• **Prompt**: Using the records below, give again exactly the lines from the line that contains "#[cfg(not(unix))]" through the line that contains "let layout = OsLayout::resolve(root.clone()).unwrap();", both ends included, and only those.

[Stored data entries]
• • • • • • •
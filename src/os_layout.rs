// src/os_layout.rs

//! Resolves and validates the state directory tree, and derives every path
//! the other components need: the control-socket path, trust directory,
//! database directory, and certificate files.
//!
//! ```text
//! <state>/
//!   server.{crt,key}
//!   cluster.{crt,key}
//!   daemon.yaml
//!   control.socket
//!   truststore/
//!     <remote>.crt
//!     <remote>.yaml
//!   database/
//!     info.yaml
//! ```

use std::path::{Path, PathBuf};

use anyhow::{Context, Result, anyhow};
use tracing::info;

#[derive(Debug, Clone)]
pub struct OsLayout {
    root: PathBuf,
}

impl OsLayout {
    /// Resolves the state directory, creating it (and the fixed subtree) if
    /// it doesn't exist yet. Returns an error if `root` exists but is not a
    /// directory.
    pub fn resolve(root: PathBuf) -> Result<Self> {
        if root.exists() && !root.is_dir() {
            return Err(anyhow!(
                "state directory path '{}' exists but is not a directory",
                root.display()
            ));
        }
        std::fs::create_dir_all(&root)
            .with_context(|| format!("Failed to create state directory '{}'", root.display()))?;
        std::fs::create_dir_all(root.join("truststore"))
            .context("Failed to create truststore directory")?;
        std::fs::create_dir_all(root.join("database"))
            .context("Failed to create database directory")?;
        info!("State directory resolved to {}", root.display());
        Ok(Self { root })
    }

    pub fn root(&self) -> &Path {
        &self.root
    }

    pub fn server_cert_path(&self) -> PathBuf {
        self.root.join("server.crt")
    }

    pub fn server_key_path(&self) -> PathBuf {
        self.root.join("server.key")
    }

    pub fn cluster_cert_path(&self) -> PathBuf {
        self.root.join("cluster.crt")
    }

    pub fn cluster_key_path(&self) -> PathBuf {
        self.root.join("cluster.key")
    }

    pub fn daemon_config_path(&self) -> PathBuf {
        self.root.join("daemon.yaml")
    }

    pub fn control_socket_path(&self) -> PathBuf {
        self.root.join("control.socket")
    }

    pub fn trust_dir(&self) -> PathBuf {
        self.root.join("truststore")
    }

    pub fn database_dir(&self) -> PathBuf {
        self.root.join("database")
    }

    pub fn database_info_path(&self) -> PathBuf {
        self.database_dir().join("info.yaml")
    }

    /// True once a prior bootstrap or join has left its mark on disk.
    pub fn is_bootstrapped_on_disk(&self) -> bool {
        self.database_info_path().exists() && self.daemon_config_path().exists()
    }

    /// Binds the control socket's group ownership and mode. No-op on non-unix.
    #[cfg(unix)]
    pub fn chown_socket(&self, path: &Path, group: &str) -> Result<()> {
        use std::os::unix::fs::PermissionsExt;

        let gid = group_id_for_name(group)
            .with_context(|| format!("Unknown socket group '{group}'"))?;
        std::os::unix::fs::chown(path, None, Some(gid))
            .with_context(|| format!("Failed to chgrp '{}' to '{group}'", path.display()))?;
        std::fs::set_permissions(path, std::fs::Permissions::from_mode(0o660))
            .with_context(|| format!("Failed to chmod '{}'", path.display()))?;
        Ok(())
    }

    #[cfg(not(unix))]
    pub fn chown_socket(&self, _path: &Path, _group: &str) -> Result<()> {
        Ok(())
    }
}

#[cfg(unix)]
fn group_id_for_name(name: &str) -> Result<u32> {
    // Numeric GIDs are accepted directly; named groups are resolved via libc's
    // getgrnam, the standard mechanism for this lookup on unix.
    if let Ok(gid) = name.parse::<u32>() {
        return Ok(gid);
    }
    use std::ffi::CString;
    let c_name = CString::new(name).context("group name contains an interior NUL")?;
    let grp = unsafe { libc::getgrnam(c_name.as_ptr()) };
    if grp.is_null() {
        return Err(anyhow!("group '{name}' not found"));
    }
    unsafe { Ok((*grp).gr_gid) }
}

#[cfg(test)]
mod tests {
    use super::*;

    #[test]
    fn resolve_creates_fixed_subtree() {
        let dir = tempfile::tempdir().unwrap();
        let root = dir.path().join("state");
        let layout = OsLayout::resolve(root.clone()).unwrap();
        assert!(layout.trust_dir().is_dir());
        assert!(layout.database_dir().is_dir());
        assert_eq!(layout.root(), root.as_path());
    }

    #[test]
    fn resolve_rejects_non_directory_root() {
        let dir = tempfile::tempdir().unwrap();
        let file_path = dir.path().join("not-a-dir");
        std::fs::write(&file_path, b"x").unwrap();
        assert!(OsLayout::resolve(file_path).is_err());
    }

    #[test]
    fn not_bootstrapped_until_both_markers_exist() {
        let dir = tempfile::tempdir().unwrap();
        let layout = OsLayout::resolve(dir.path().to_path_buf()).unwrap();
        assert!(!layout.is_bootstrapped_on_disk());
        std::fs::write(layout.database_info_path(), b"x").unwrap();
        assert!(!layout.is_bootstrapped_on_disk());
        std::fs::write(layout.daemon_config_path(), b"x").unwrap();
        assert!(layout.is_bootstrapped_on_disk());
    }
}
• • • • • • •
• **Answer space**:
    #[cfg(not(unix))]
    pub fn chown_socket(&self, _path: &Path, _group: &str) -> Result<()> {
        Ok(())
    }
}

#[cfg(unix)]
fn group_id_for_name(name: &str) -> Result<u32> {
    // Numeric GIDs are accepted directly; named groups are resolved via libc's
    // getgrnam, the standard mechanism for this lookup on unix.
    if let Ok(gid) = name.parse::<u32>() {
        return Ok(gid);
    }
    use std::ffi::CString;
    let c_name = CString::new(name).context("group name contains an interior NUL")?;
    let grp = unsafe { libc::getgrnam(c_name.as_ptr()) };
    if grp.is_null() {
        return Err(anyhow!("group '{name}' not found"));
    }
    unsafe { Ok((*grp).gr_gid) }
}

#[cfg(test)]
mod tests {
    use super::*;

    #[test]
    fn resolve_creates_fixed_subtree() {
        let dir = tempfile::tempdir().unwrap();
        let root = dir.path().join("state");
        let layout = OsLayout::resolve(root.clone()).unwrap();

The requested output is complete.